Medium sapphire is the color called sapphire in Crayola Gem Tones, a specialty set of Crayola crayons introduced in 1994.

=== Midnight blue ===

Midnight blue is an X11 web color. This color was originally called midnight. The first recorded use of midnight as a color name in English was in 1915.

===Moroccan blue===

Moroccan blue (also Chefchaouen blue) is a vivid blue color.

===Navy blue===

Navy blue is a shade of the standard (h = 240°) blue. Navy blue got its name from the dark blue (contrasted with white) worn by sailors in the Royal Navy since 1748 (originally called marine blue before 1840) and subsequently adopted by other navies around the world.

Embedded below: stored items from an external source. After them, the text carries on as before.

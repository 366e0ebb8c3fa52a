//! Fuel mission estimator CLI library.
//!
//! This crate provides the output formatting shared by the `fuelcalc`
//! subcommands.

pub mod output;
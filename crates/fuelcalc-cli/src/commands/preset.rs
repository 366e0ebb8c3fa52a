//! Mission preset command handlers.

use anyhow::{Context, Result};
use clap::{Args, Subcommand};

use fuelcalc_cli::output::{print_json, render_presets};
use fuelcalc_lib::{EnvironmentState, MissionPreset};

use super::Session;

#[derive(Subcommand, Debug)]
pub enum PresetCommand {
    /// Save (or replace) a named preset.
    Save(PresetSaveArgs),
    /// List saved presets.
    List,
    /// Show one preset.
    Show {
        /// Preset name.
        name: String,
    },
    /// Delete a preset.
    Delete {
        /// Preset name.
        name: String,
    },
}

#[derive(Args, Debug)]
pub struct PresetSaveArgs {
    /// Preset name.
    pub name: String,
    /// Terrain category (plain, mountain, desert, urban, forest, swamp, mud).
    #[arg(long, default_value = "plain")]
    pub terrain: String,
    /// Climate category (clear, rainy, hot, cold, snowy, sandstorm).
    #[arg(long, default_value = "clear")]
    pub climate: String,
    /// Road gradient as a slope ratio.
    #[arg(long, allow_negative_numbers = true)]
    pub gradient: f64,
    /// Surface roughness.
    #[arg(long)]
    pub roughness: f64,
    /// Ambient temperature in °C.
    #[arg(long, allow_negative_numbers = true)]
    pub temp: f64,
    /// Atmospheric pressure in Pa.
    #[arg(long)]
    pub pressure: Option<f64>,
}

/// Handle the preset subcommands.
pub fn handle_preset(session: &Session, command: PresetCommand) -> Result<()> {
    match command {
        PresetCommand::Save(args) => {
            let mut environment = EnvironmentState::raw(args.gradient, args.roughness, args.temp);
            if let Some(pressure) = args.pressure {
                environment.pressure_pa = pressure;
            }
            let preset = MissionPreset {
                name: args.name,
                terrain: args.terrain,
                climate: args.climate,
                environment,
            };
            session
                .store
                .save_preset(&preset)
                .with_context(|| format!("failed to save preset {}", preset.name))?;
            println!("Preset {} saved successfully.", preset.name);
            Ok(())
        }
        PresetCommand::List => {
            let presets = session.store.list_presets()?;
            if session.json() {
                return print_json(&presets);
            }
            render_presets(&presets);
            Ok(())
        }
        PresetCommand::Show { name } => {
            let preset = session.store.load_preset(&name)?;
            if session.json() {
                return print_json(&preset);
            }
            render_presets(std::slice::from_ref(&preset));
            Ok(())
        }
        PresetCommand::Delete { name } => {
            session.store.delete_preset(&name)?;
            println!("Preset {} deleted.", name);
            Ok(())
        }
    }
}
//! Terrain and climate modifier command handlers.

use anyhow::{Context, Result};
use clap::Subcommand;
use serde::Serialize;

use fuelcalc_cli::output::{print_json, render_modifier_tables};
use fuelcalc_lib::{ClimateModifier, StoreTerrainSource, TerrainModifier};

use super::Session;

#[derive(Subcommand, Debug)]
pub enum ModifiersCommand {
    /// Show the multiplier for a terrain and/or climate, or the full tables.
    Show {
        #[arg(long)]
        terrain: Option<String>,
        #[arg(long)]
        climate: Option<String>,
    },
    /// Store a terrain multiplier that overrides the built-in table.
    SetTerrain {
        /// Terrain category.
        name: String,
        /// Multiplier (must be positive).
        #[arg(allow_negative_numbers = true)]
        value: f64,
    },
}

#[derive(Serialize)]
struct ModifierLookup {
    #[serde(skip_serializing_if = "Option::is_none")]
    terrain: Option<(String, f64)>,
    #[serde(skip_serializing_if = "Option::is_none")]
    climate: Option<(String, f64)>,
}

/// Handle the modifiers subcommands.
pub fn handle_modifiers(session: &Session, command: ModifiersCommand) -> Result<()> {
    match command {
        ModifiersCommand::Show { terrain, climate } => {
            if terrain.is_none() && climate.is_none() {
                let overrides = session.store.terrain_overrides()?;
                if session.json() {
                    return print_json(&overrides);
                }
                render_modifier_tables(&overrides);
                return Ok(());
            }

            let terrain_lookup =
                TerrainModifier::with_override(StoreTerrainSource::new(&session.store));
            let climate_lookup = ClimateModifier::new();
            let lookup = ModifierLookup {
                terrain: terrain.map(|t| {
                    let value = terrain_lookup.modifier(&t);
                    (t, value)
                }),
                climate: climate.map(|c| {
                    let value = climate_lookup.modifier(&c);
                    (c, value)
                }),
            };

            if session.json() {
                return print_json(&lookup);
            }
            if let Some((name, value)) = &lookup.terrain {
                println!("Terrain {}: {:.2}", name, value);
            }
            if let Some((name, value)) = &lookup.climate {
                println!("Climate {}: {:.2}", name, value);
            }
            Ok(())
        }
        ModifiersCommand::SetTerrain { name, value } => {
            session
                .store
                .set_terrain_modifier(&name, value)
                .with_context(|| format!("failed to store terrain modifier for {name}"))?;
            println!("Terrain {} modifier set to {:.2}.", name, value);
            Ok(())
        }
    }
}
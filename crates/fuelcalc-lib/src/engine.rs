//! Physics-based fuel estimation.
//!
//! The engine balances rolling resistance, aerodynamic drag and grade force
//! against the vehicle speed to obtain the power demanded at the wheels, adds
//! the auxiliary electrical load, and converts the energy required over the
//! mission into a fuel volume through a load-dependent thermal efficiency.
//!
//! ```text
//! v          = speed_kmh / 3.6
//! C_rr       = roughness * tire_bar^-0.477
//! F_total    = C_rr*m*g*cos(θ) + ½ρ·Cd·A·v² + m*g*sin(θ)      θ = atan(gradient)
//! P_required = max(0, F_total*v) / 0.85 + P_aux
//! load       = clamp(P_required / rated_W, 0.2, 1.0)
//! eff        = clamp(0.5968x − 0.1666x² + 2.4968x³ − 1.7128, 0.30, 0.45)
//! liters     = P_required * duration / (43e6 * eff) / 0.832
//! ```
//!
//! Note that the efficiency polynomial is strongly negative near the lower
//! load bound, so the 0.30 floor governs almost every cruising scenario.

use serde::Serialize;
use tracing::debug;

use crate::constants::{
    AC_POWER_W, AC_THRESHOLD_C, BASE_AUX_POWER_W, DRIVETRAIN_EFFICIENCY,
    FUEL_CALORIFIC_VALUE_J_PER_KG, FUEL_DENSITY_KG_PER_L, GRAVITY, MAX_LOAD_FACTOR,
    MAX_THERMAL_EFFICIENCY, MIN_LOAD_FACTOR, MIN_THERMAL_EFFICIENCY, TIRE_PRESSURE_EXPONENT,
};
use crate::environment::EnvironmentState;
use crate::error::{Error, Result};
use crate::vehicle::VehicleProfile;

/// Intermediate and final values of a single estimation.
#[derive(Debug, Clone, Copy, PartialEq, Serialize)]
pub struct FuelEstimate {
    pub speed_ms: f64,
    pub duration_s: f64,
    pub air_density: f64,
    pub rolling_coefficient: f64,
    pub rolling_force_n: f64,
    pub aero_force_n: f64,
    pub grade_force_n: f64,
    pub wheel_power_w: f64,
    pub aux_power_w: f64,
    pub required_power_w: f64,
    /// Load factor before clamping, for diagnostics.
    pub raw_load_factor: f64,
    pub load_factor: f64,
    pub thermal_efficiency: f64,
    pub energy_j: f64,
    pub fuel_mass_kg: f64,
    pub fuel_liters: f64,
}

/// Estimate the fuel volume in liters consumed over a mission.
///
/// # Errors
///
/// Returns [`Error::InvalidInput`] when `avg_speed_kmh` is not a finite
/// positive number, `distance_km` is negative or non-finite, the vehicle or
/// environment fails validation, or the inputs are so extreme that the fuel
/// volume is not finite.
pub fn calculate(
    vehicle: &VehicleProfile,
    environment: &EnvironmentState,
    distance_km: f64,
    avg_speed_kmh: f64,
) -> Result<f64> {
    estimate(vehicle, environment, distance_km, avg_speed_kmh).map(|e| e.fuel_liters)
}

/// Same as [`calculate`] but returns every intermediate quantity.
pub fn estimate(
    vehicle: &VehicleProfile,
    environment: &EnvironmentState,
    distance_km: f64,
    avg_speed_kmh: f64,
) -> Result<FuelEstimate> {
    check_preconditions(vehicle, distance_km, avg_speed_kmh)?;
    vehicle.validate()?;
    environment.validate()?;

    let v = avg_speed_kmh / 3.6;
    let duration_s = (distance_km * 1000.0) / v;
    let rho = environment.air_density();

    let incline = environment.road_gradient.atan();
    let c_rr = environment.surface_roughness * vehicle.tire_pressure_bar.powf(TIRE_PRESSURE_EXPONENT);
    let f_roll = c_rr * vehicle.mass_kg * GRAVITY * incline.cos();
    let f_aero = 0.5 * rho * vehicle.drag_coef * vehicle.frontal_area_m2 * v.powi(2);
    let f_grade = vehicle.mass_kg * GRAVITY * incline.sin();
    let f_total = f_roll + f_aero + f_grade;

    // No credit for descent: negative tractive power floors at zero.
    let p_wheels = (f_total * v).max(0.0);
    let p_aux = auxiliary_power(vehicle, environment);
    let p_required = p_wheels / DRIVETRAIN_EFFICIENCY + p_aux;

    let raw_load = p_required / (vehicle.rated_power_kw * 1000.0);
    let load = clamp_load_factor(raw_load);
    let efficiency = thermal_efficiency(load);

    let energy_j = p_required * duration_s;
    let fuel_mass_kg = energy_j / (FUEL_CALORIFIC_VALUE_J_PER_KG * efficiency);
    let fuel_liters = fuel_mass_kg / FUEL_DENSITY_KG_PER_L;
    if !fuel_liters.is_finite() {
        return Err(Error::invalid(format!(
            "fuel estimate is not finite (duration {duration_s} s, required power {p_required} W)"
        )));
    }

    debug!(
        speed_ms = v,
        rho,
        f_total,
        p_required,
        raw_load,
        load,
        efficiency,
        fuel_liters,
        "estimated mission fuel"
    );

    Ok(FuelEstimate {
        speed_ms: v,
        duration_s,
        air_density: rho,
        rolling_coefficient: c_rr,
        rolling_force_n: f_roll,
        aero_force_n: f_aero,
        grade_force_n: f_grade,
        wheel_power_w: p_wheels,
        aux_power_w: p_aux,
        required_power_w: p_required,
        raw_load_factor: raw_load,
        load_factor: load,
        thermal_efficiency: efficiency,
        energy_j,
        fuel_mass_kg,
        fuel_liters,
    })
}

fn check_preconditions(vehicle: &VehicleProfile, distance_km: f64, avg_speed_kmh: f64) -> Result<()> {
    if !avg_speed_kmh.is_finite() || avg_speed_kmh <= 0.0 {
        return Err(Error::invalid(format!(
            "average speed must be finite and positive, got {avg_speed_kmh}"
        )));
    }
    if !distance_km.is_finite() || distance_km < 0.0 {
        return Err(Error::invalid(format!(
            "distance must be finite and non-negative, got {distance_km}"
        )));
    }
    if !vehicle.rated_power_kw.is_finite() || vehicle.rated_power_kw <= 0.0 {
        return Err(Error::invalid(format!(
            "rated power must be finite and positive, got {}",
            vehicle.rated_power_kw
        )));
    }
    Ok(())
}

/// Electrical load on the engine: baseline plus AC above the engage threshold.
pub fn auxiliary_power(vehicle: &VehicleProfile, environment: &EnvironmentState) -> f64 {
    if vehicle.has_ac && environment.ambient_temp_c > AC_THRESHOLD_C {
        BASE_AUX_POWER_W + AC_POWER_W
    } else {
        BASE_AUX_POWER_W
    }
}

pub fn clamp_load_factor(raw: f64) -> f64 {
    raw.clamp(MIN_LOAD_FACTOR, MAX_LOAD_FACTOR)
}

/// Thermal efficiency for a load factor already clamped to `[0.2, 1.0]`.
pub fn thermal_efficiency(load: f64) -> f64 {
    let x = load;
    let curve = 0.5968 * x - 0.1666 * x.powi(2) + 2.4968 * x.powi(3) - 2.1128 + 0.4;
    curve.clamp(MIN_THERMAL_EFFICIENCY, MAX_THERMAL_EFFICIENCY)
}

The first recorded use of navy blue as a color name in English was in 1840.

===Neon blue===

Neon blue is a vivid purplish blue.

===Periwinkle===

Periwinkle (also periwinkle blue or lavender blue) is a mixture of white, blue, and red. It is named after the Periwinkle flower and is also commonly referred to as a tone of light blue.

===Picotee blue===

Picotee blue represents the color of the picotee flower. It is a deep shade of indigo, almost resembling St. Patrick's blue.

===Polynesian blue===

Polynesian blue is a dark blue color, almost navy.

===Powder blue===

Powder blue is a light bluish green.

The first recorded use of powder blue as a color name in English was in 1774. It is a web color.

===Process blue===

Process blue is a Pantone-defined shade used by the football team the Carolina Panthers and is sometimes consequently called "Carolina blue" or "Panther blue".

===Resolution blue===

Resolution blue is a vivid blue color. The color name dates back to at least 2001, and came into wider use when the Resene Paints colors were used as one of the sources for the Xona Games Color List. Many of Resene's shades of blue and cyan are named after places in New Zealand's Marlborough Sounds, where Resolution Bay is located.

===Robin Egg Blue===

Robin Egg Blue is a pale shade of blue-green, whose name comes from the color of the eggs of the American robin, a bird native to North America whose egg pigment, called biliverdin, is responsible for this color.

===Ruddy blue===

Ruddy blue represents the coloring of the beak of the ruddy duck.

=== Sapphire ===

Sapphire is a saturated shade of blue, referring to the gemstone of the same name. Sapphire gems most commonly occur in a range of blue shades, although they can come in many different colors.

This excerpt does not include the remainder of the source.